Transcendental Functions

Why are trigonometric functions transcendental? Besides a formal proof, is there some intutition behind the reason? Thanks-Shahab (talk) 01:54, 10 May 2011 (UTC)[reply]

I think maybe the intuition is, why should they be algebraic? Being an algebraic function is a very special thing. If there's no reason you can elucidate that a function should be algebraic, then it's probably not. --Trovatore (talk) 02:01, 10 May 2011 (UTC)[reply]

It all boils down to why is π transcendental. Trigonometric functions of a rational number times π are algebraic. Dmcq (talk) 08:45, 10 May 2011 (UTC)[reply]

Dmcq - not sure if I understand you correctly. Are you saying that ${\displaystyle \sin(x)}$  is a transcendental function but ${\displaystyle \sin(\pi x)}$  is an algebraic function ? So we can transform a transcendental function into an algebraic function or vice versa by rescaling the x axis ?? Gandalf61 (talk) 09:18, 10 May 2011 (UTC)[reply]

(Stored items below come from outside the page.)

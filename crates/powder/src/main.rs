use anyhow::Context;
use clap::Parser;
use std::path::PathBuf;

use powder::config::PowderConfig;
use powder::scenes;
use powder::world::{EdgeMode, SimulationContext, SimulationStats};

#[derive(Parser, Debug)]
#[command(author, version, about, long_about = None)]
struct Args {
    /// Scene to build: floor, hourglass, inferno, lava-meets-water, acid-bath, generators
    #[arg(long)]
    scene: Option<String>,

    /// Number of ticks to simulate
    #[arg(long)]
    ticks: Option<u64>,

    /// World seed
    #[arg(long)]
    seed: Option<u64>,

    /// World width in cells
    #[arg(long)]
    width: Option<i32>,

    /// World height in cells
    #[arg(long)]
    height: Option<i32>,

    /// Let particles leave the world instead of piling up at its edges
    #[arg(long)]
    open_edges: bool,

    /// Evaluate particles on one thread
    #[arg(long)]
    sequential: bool,

    /// Log a tick report every N ticks (0 = never)
    #[arg(long)]
    report_every: Option<u64>,

    /// Write a PNG snapshot of the final tick to this path
    #[arg(long)]
    output: Option<PathBuf>,

    /// Screen pixels per world cell in the snapshot
    #[arg(long)]
    scale: Option<u32>,

    /// List available scenes
    #[arg(long)]
    list_scenes: bool,
}

fn main() -> anyhow::Result<()> {
    // Initialize logging
    env_logger::Builder::from_env(env_logger::Env::default().default_filter_or("info")).init();

    let args = Args::parse();

    if args.list_scenes {
        scenes::list_scenes();
        return Ok(());
    }

    let mut config = PowderConfig::load()?;

    // Command-line flags win over file and environment
    if let Some(scene) = args.scene {
        config.run.scene = scene;
    }
    if let Some(ticks) = args.ticks {
        config.run.ticks = ticks;
    }
    if let Some(report_every) = args.report_every {
        config.run.report_every = report_every;
    }
    if let Some(scale) = args.scale {
        config.run.scale = scale;
    }
    if let Some(seed) = args.seed {
        config.world.seed = seed;
    }
    if let Some(width) = args.width {
        config.world.width = width;
    }
    if let Some(height) = args.height {
        config.world.height = height;
    }
    if args.open_edges {
        config.world.edge_mode = EdgeMode::Open;
    }
    if args.sequential {
        config.world.parallel = false;
    }

    let Some(scene) = scenes::find(&config.run.scene) else {
        anyhow::bail!(
            "Unknown scene '{}' (use --list-scenes to see the options)",
            config.run.scene
        );
    };

    log::info!("Starting Powder: scene '{}'", scene.name);

    let mut context =
        SimulationContext::new(config.world.clone()).context("Invalid world configuration")?;
    (scene.build)(&mut context);
    let placed = context.flush_pending();
    log::info!("Scene '{}' placed {} particles", scene.name, placed);

    let mut stats = SimulationStats::default();
    for _ in 0..config.run.ticks {
        let report = context.step(&mut stats);
        if config.run.report_every > 0 && (report.tick + 1) % config.run.report_every == 0 {
            log::info!(
                "tick {:>5}: {} live, {} moved, {} spawned, {} destroyed, {} reactions, {} blocked",
                report.tick,
                report.live,
                report.moved,
                report.spawned,
                report.destroyed,
                report.reactions,
                report.blocked_moves
            );
        }
    }

    context.print_info();
    log::info!(
        "Totals: {} moves, {} spawns, {} destroys, {} transforms",
        stats.particles_moved,
        stats.spawns,
        stats.destroys,
        stats.reactions
    );

    if let Some(output) = args.output {
        powder::screenshot::save_snapshot(&context, config.run.scale, output)?;
    }

    Ok(())
}
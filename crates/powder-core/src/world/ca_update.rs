//! Cellular automata update logic - material movement physics
//!
//! Every rule only picks a direction; the caller turns it into a mutation.
//! Rolls come before the neighbor reads they guard, so a cell that is never
//! needed is never looked up.

use crate::simulation::MaterialType;
use crate::world::WorldRng;
use crate::world::neighbor_queries::{Direction, Neighborhood};

/// Cellular automata updater - picks where a particle moves this tick
pub struct CellularAutomataUpdater;

impl CellularAutomataUpdater {
    /// Dispatch on state of matter
    pub fn step<R: WorldRng>(
        material_type: MaterialType,
        hood: &mut Neighborhood<'_>,
        rng: &mut R,
    ) -> Option<Direction> {
        match material_type {
            MaterialType::Solid => None,
            MaterialType::Powder => Self::update_powder(hood, rng),
            MaterialType::Liquid => Self::update_liquid(hood, rng),
            MaterialType::Gas => Self::update_gas(hood, rng),
        }
    }

    /// Update gas (rises, drifts diagonally)
    pub fn update_gas<R: WorldRng>(
        hood: &mut Neighborhood<'_>,
        rng: &mut R,
    ) -> Option<Direction> {
        use Direction::*;

        if hood.is_empty(Top) {
            if rng.one_in(3) && hood.is_empty(TopLeft) {
                return Some(TopLeft);
            }
            if rng.one_in(3) && hood.is_empty(TopRight) {
                return Some(TopRight);
            }
            return Some(Top);
        }

        if hood.is_empty(TopLeft) {
            Some(TopLeft)
        } else if hood.is_empty(TopRight) {
            Some(TopRight)
        } else {
            None
        }
    }

    /// Update liquid (falls, spreads diagonally, then slides sideways)
    pub fn update_liquid<R: WorldRng>(
        hood: &mut Neighborhood<'_>,
        rng: &mut R,
    ) -> Option<Direction> {
        use Direction::*;

        if let Some(dir) = Self::fall(hood, rng, 5) {
            return Some(dir);
        }

        // Nowhere lower to go, flow to the side
        if rng.one_in(2) && hood.is_empty(Left) {
            Some(Left)
        } else if rng.one_in(2) && hood.is_empty(Right) {
            Some(Right)
        } else {
            None
        }
    }

    /// Update powder (falls, piles up)
    pub fn update_powder<R: WorldRng>(
        hood: &mut Neighborhood<'_>,
        rng: &mut R,
    ) -> Option<Direction> {
        use Direction::*;

        if hood.is_empty(Bottom) {
            if rng.one_in(3) {
                let diagonal = if rng.one_in(2) { BottomRight } else { BottomLeft };
                if hood.is_empty(diagonal) {
                    return Some(diagonal);
                }
            }
            return Some(Bottom);
        }

        if hood.is_empty(BottomLeft) {
            Some(BottomLeft)
        } else if hood.is_empty(BottomRight) {
            Some(BottomRight)
        } else {
            None
        }
    }

    /// Downward step for liquids. `diagonal_odds` is the 1-in-n chance of
    /// drifting diagonally while the cell below is free.
    fn fall<R: WorldRng>(
        hood: &mut Neighborhood<'_>,
        rng: &mut R,
        diagonal_odds: u32,
    ) -> Option<Direction> {
        use Direction::*;

        if hood.is_empty(Bottom) {
            if rng.one_in(diagonal_odds) {
                let diagonal = if rng.one_in(2) { BottomRight } else { BottomLeft };
                if hood.is_empty(diagonal) {
                    return Some(diagonal);
                }
            }
            return Some(Bottom);
        }

        match (hood.is_empty(BottomLeft), hood.is_empty(BottomRight)) {
            (true, true) => Some(if rng.one_in(2) { BottomRight } else { BottomLeft }),
            (true, false) => Some(BottomLeft),
            (false, true) => Some(BottomRight),
            (false, false) => None,
        }
    }
}
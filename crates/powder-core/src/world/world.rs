//! Simulation context - owns the world and drives the tick

use glam::IVec2;

use super::mutation_log::MutationLog;
use super::particle_store::ParticleStore;
use super::spatial_index::SpatialIndex;
use super::stats::{NoopStats, SimStats, TickReport};
use super::update_engine::{TickInput, UpdateEngine};
use super::world_config::{WorldConfig, WorldError};
use crate::entity::{BrushConfig, PaintController, PointerEvent, ToolContext};
use crate::render::{RenderBridge, RenderCmd};
use crate::simulation::{MaterialId, Materials, Particle};

/// Everything one simulation needs: registry, particles, brush and counters
pub struct SimulationContext {
    config: WorldConfig,

    /// Material definitions
    materials: Materials,

    particles: ParticleStore,

    /// Snapshot index, rebuilt at the start of every tick
    index: SpatialIndex,

    /// Mutations for the current tick
    log: MutationLog,

    /// Spawns requested between ticks, applied before the next tick begins
    pending: MutationLog,

    /// Pointer event to paint on the next tick
    pending_input: Option<PointerEvent>,

    brush: BrushConfig,

    render: RenderBridge,

    /// Ticks completed since creation or the last reset
    tick: u64,
}

impl SimulationContext {
    /// Create a world and lay its floor
    pub fn new(config: WorldConfig) -> Result<Self, WorldError> {
        config.validate()?;

        let mut context = Self {
            particles: ParticleStore::with_capacity(config.area().min(1 << 16)),
            config,
            materials: Materials::new(),
            index: SpatialIndex::new(),
            log: MutationLog::new(),
            pending: MutationLog::new(),
            pending_input: None,
            brush: BrushConfig::default(),
            render: RenderBridge::new(),
            tick: 0,
        };
        context.lay_floor();
        context.flush_pending();

        log::info!(
            "Created {}x{} world (seed {}, {:?} edges, {} particles)",
            context.config.width,
            context.config.height,
            context.config.seed,
            context.config.edge_mode,
            context.particles.len()
        );
        Ok(context)
    }

    pub fn config(&self) -> &WorldConfig {
        &self.config
    }

    pub fn materials(&self) -> &Materials {
        &self.materials
    }

    /// Live particles in store order
    pub fn particles(&self) -> &[Particle] {
        self.particles.as_slice()
    }

    /// Draw commands for the last completed tick
    pub fn render_commands(&self) -> &[RenderCmd] {
        self.render.commands()
    }

    pub fn render_bridge(&self) -> &RenderBridge {
        &self.render
    }

    /// Ticks completed so far
    pub fn tick(&self) -> u64 {
        self.tick
    }

    pub fn live_count(&self) -> usize {
        self.particles.len()
    }

    /// Live particles of one material
    pub fn count_of(&self, material: MaterialId) -> usize {
        self.particles.count_of(material)
    }

    /// Live particle count per material, indexed by [`MaterialId::index`]
    pub fn population(&self) -> [usize; MaterialId::COUNT] {
        self.particles.population()
    }

    pub fn brush(&self) -> &BrushConfig {
        &self.brush
    }

    pub fn brush_mut(&mut self) -> &mut BrushConfig {
        &mut self.brush
    }

    /// Select the brush material, honoring generator mode
    pub fn select_material(&mut self, material: MaterialId) {
        self.brush.select(material, &self.materials);
    }

    pub fn toggle_generator_mode(&mut self) -> bool {
        self.brush.toggle_generator_mode(&self.materials)
    }

    /// Queue a fresh particle of `material` at `coord`
    ///
    /// The spawn lands before the next tick is evaluated, or on
    /// [`flush_pending`](Self::flush_pending). A spawn onto an occupied cell
    /// is dropped.
    pub fn spawn(&mut self, coord: IVec2, material: MaterialId) {
        self.pending.spawn(self.materials.create(material, coord));
    }

    pub fn spawn_at(&mut self, x: i32, y: i32, material: MaterialId) {
        self.spawn(IVec2::new(x, y), material);
    }

    /// Fill the axis-aligned box `min..=max` with `material`
    pub fn fill_rect(&mut self, min: IVec2, max: IVec2, material: MaterialId) {
        for y in min.y..=max.y {
            for x in min.x..=max.x {
                self.spawn_at(x, y, material);
            }
        }
    }

    /// Apply queued spawns now and return how many landed
    pub fn flush_pending(&mut self) -> usize {
        if self.pending.is_empty() {
            return 0;
        }
        let outcome = self
            .pending
            .apply(&mut self.particles, &self.materials, &mut NoopStats);
        if outcome.dropped_spawns > 0 {
            log::debug!("{} queued spawns hit occupied cells", outcome.dropped_spawns);
        }
        self.render.sync(self.particles.as_slice());
        outcome.spawned
    }

    /// Paint with `event` on the next tick. A newer event replaces an older one.
    pub fn queue_input(&mut self, event: PointerEvent) {
        self.pending_input = Some(event);
    }

    /// Advance one tick without collecting stats
    pub fn update(&mut self) -> TickReport {
        self.step(&mut NoopStats)
    }

    /// Advance the simulation by one tick
    pub fn step(&mut self, stats: &mut dyn SimStats) -> TickReport {
        self.flush_pending();
        self.index.rebuild(self.particles.as_slice());

        if let Some(event) = self.pending_input.take() {
            let ctx = ToolContext {
                index: &self.index,
                config: &self.config,
                materials: &self.materials,
            };
            PaintController::apply(&event, &self.brush, ctx, &mut self.log);
        }

        let input = TickInput {
            particles: self.particles.as_slice(),
            index: &self.index,
            materials: &self.materials,
            config: &self.config,
            tick: self.tick,
        };
        let summary = UpdateEngine::evaluate(input, &mut self.log);
        let outcome = self
            .log
            .apply(&mut self.particles, &self.materials, stats);
        self.render.sync(self.particles.as_slice());

        let report = TickReport {
            tick: self.tick,
            live: self.particles.len(),
            moved: outcome.moved,
            spawned: outcome.spawned,
            destroyed: outcome.destroyed,
            transformed: outcome.transformed,
            reactions: summary.reactions,
            dropped_spawns: outcome.dropped_spawns,
            blocked_moves: outcome.blocked_moves,
            index_collisions: self.index.collisions(),
        };
        self.tick += 1;

        log::debug!(
            "tick {}: {} live, {} moved, +{} -{}",
            report.tick,
            report.live,
            report.moved,
            report.spawned,
            report.destroyed
        );
        report
    }

    /// Remove every particle, restart the tick counter and lay a fresh floor
    pub fn reset(&mut self) {
        self.particles.clear();
        self.log.clear();
        self.pending.clear();
        self.pending_input = None;
        self.tick = 0;
        self.lay_floor();
        self.flush_pending();
        log::info!("World reset ({} particles)", self.particles.len());
    }

    /// Log tick, live count and per-material population
    pub fn print_info(&self) {
        log::info!("=== World Info ===");
        log::info!("Tick: {}", self.tick);
        log::info!("Live particles: {}", self.particles.len());
        let population = self.population();
        for def in self.materials.iter() {
            let count = population[def.id.index() as usize];
            if count > 0 {
                log::info!("  {}: {}", def.name, count);
            }
        }
        log::info!(
            "Brush: {} (size {}{})",
            self.materials.get(self.brush.material()).name,
            self.brush.display_size(),
            if self.brush.generator_mode() {
                ", generator mode"
            } else {
                ""
            }
        );
    }

    fn lay_floor(&mut self) {
        for y in 0..self.config.floor_rows {
            for x in 0..self.config.width {
                self.spawn_at(x, y, MaterialId::Stone);
            }
        }
    }
}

I took him to mean that the value of a trig function at a rational multiple of ${\displaystyle \pi }$  was algebraic as a number. Icthyos (talk) 09:51, 10 May 2011 (UTC)[reply]

Yes exactly, the function itself can't be transformed that way into an algebraic one, for one thing sin has an infinity of zeroes. Dmcq (talk) 11:57, 10 May 2011 (UTC)[reply]

I think a trigonometric function grows too fast (exponentially) for an algebraic function. – b_jonas 14:22, 10 May 2011 (UTC)[reply]

Presumably you mean in the imaginary axis? --COVIZAPIBETEFOKY (talk) 17:27, 10 May 2011 (UTC)[reply]

Well, it doesn't grow exponentially on the real axis, does it? But to stay in real numbers, I think it's also true that a nonconstant algebraic function cannot be periodic. -- Meni Rosenfeld (talk) 10:31, 11 May 2011 (UTC)[reply]

An algebraic function having a taylor expansion which is convergent for all values of x, is a polynomial. The functions e^x and sin(x) has taylor expansions which are convergent for all values of x, but they are not polynomials. So e^x and sin(x) are transcendental functions. This is my intuitive reason. Bo Jacoby (talk) 21:13, 10 May 2011 (UTC).[reply]

Thank you all. My purpose was to find out an intuitive reason to explain the meaning of a transcendental function to someone who barely knows calculus. Maybe, I can explain a transcendental function as follows: All the nice functions are made up of sums of powers of x. (This is true for the complex case certainly as analytic functions are precisely the true functions of z, but I cannot tell that). So all the nice functions that we have are polynomials or sort of "infinite polynomials". In the former case they are called algebraic (for obvious reasons) and in the latter since they go beyond finite sums and products they are called transcendental (the non-nice ones are also put in this category since they too transcend algebra). Trigonometric functions fall in the latter category. However is there some intuitive way to relate the Taylor expansions of the sine with the y-coordinates of the unit circle? Preferably without using any calculus?-Shahab (talk) 09:18, 11 May 2011 (UTC)[reply]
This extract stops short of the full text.